The British teenager remains missing after disappearing on the island of Tenerife over two weeks ago.

The Guardia Civil have called off the search for the 19-year-old after combing through mountainous terrain, enlisting helicopters, drones, specialist dogs and volunteer experts to help assist in the hunt for Slater.

In a latest development into the investigation, forensic teams have returned to the AirBnb where Slater spent his last night with two other British men, before going missing.

Speaking to GB News, journalist Nick Pisa revealed there are "many theories" surrounding the teen's disappearance, but his own leading theory is that Slater "has been overcome by tiredness, exhaustion, dehydration, and is probably somewhere up on that mountain".

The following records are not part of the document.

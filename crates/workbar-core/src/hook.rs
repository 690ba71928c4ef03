//! Ownership of the OS event-hook handle.
//!
//! [`HookHandle`] pairs every successful registration with exactly one
//! release. Releasing an already released handle is a no-op, and drop
//! releases whatever is still held.

/// Raw hook registration calls.
pub trait HookApi {
    /// Registers the hook and returns its raw handle, or 0 on failure.
    fn register(&self) -> usize;

    /// Releases a raw handle previously returned by `register`.
    fn unregister(&self, raw: usize) -> bool;
}

/// An owned event-hook registration.
pub struct HookHandle<A: HookApi> {
    api: A,
    raw: usize,
}

impl<A: HookApi> HookHandle<A> {
    /// Registers the hook.
    ///
    /// Returns `None` when the OS refuses the registration. Callers fall
    /// back to polling in that case.
    pub fn register(api: A) -> Option<Self> {
        let raw = api.register();
        if raw == 0 {
            return None;
        }
        Some(Self { api, raw })
    }

    /// Returns whether the hook is still registered.
    pub fn is_active(&self) -> bool {
        self.raw != 0
    }

    /// Raw handle value, 0 once released.
    pub fn raw(&self) -> usize {
        self.raw
    }

    /// Releases the hook. Returns `true` only for the call that
    /// actually unregistered it.
    pub fn release(&mut self) -> bool {
        if self.raw == 0 {
            return false;
        }
        let raw = std::mem::take(&mut self.raw);
        if !self.api.unregister(raw) {
            crate::log_warn!("unregistering hook 0x{raw:X} failed");
        }
        true
    }
}

impl<A: HookApi> Drop for HookHandle<A> {
    fn drop(&mut self) {
        self.release();
    }
}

Detailing the forensic team's return to the Airbnb, Pisa questioned why they had chosen to return and why they decided to return, 16 days after Slater's disappearance.

Pisa told GB News: "If you speak to the Spanish police, you speak to the independent search and rescue people who've been up there, they say they've combed that mountain as much as they can.

"But then you speak to Paul Arnott, the experienced mountaineer, and he says that they haven't searched as thoroughly as they should do."

Pisa noted that despite the attention Jay Slater's case has drawn, Spanish Police "obviously are keeping their cards close to their chest and are not saying anything".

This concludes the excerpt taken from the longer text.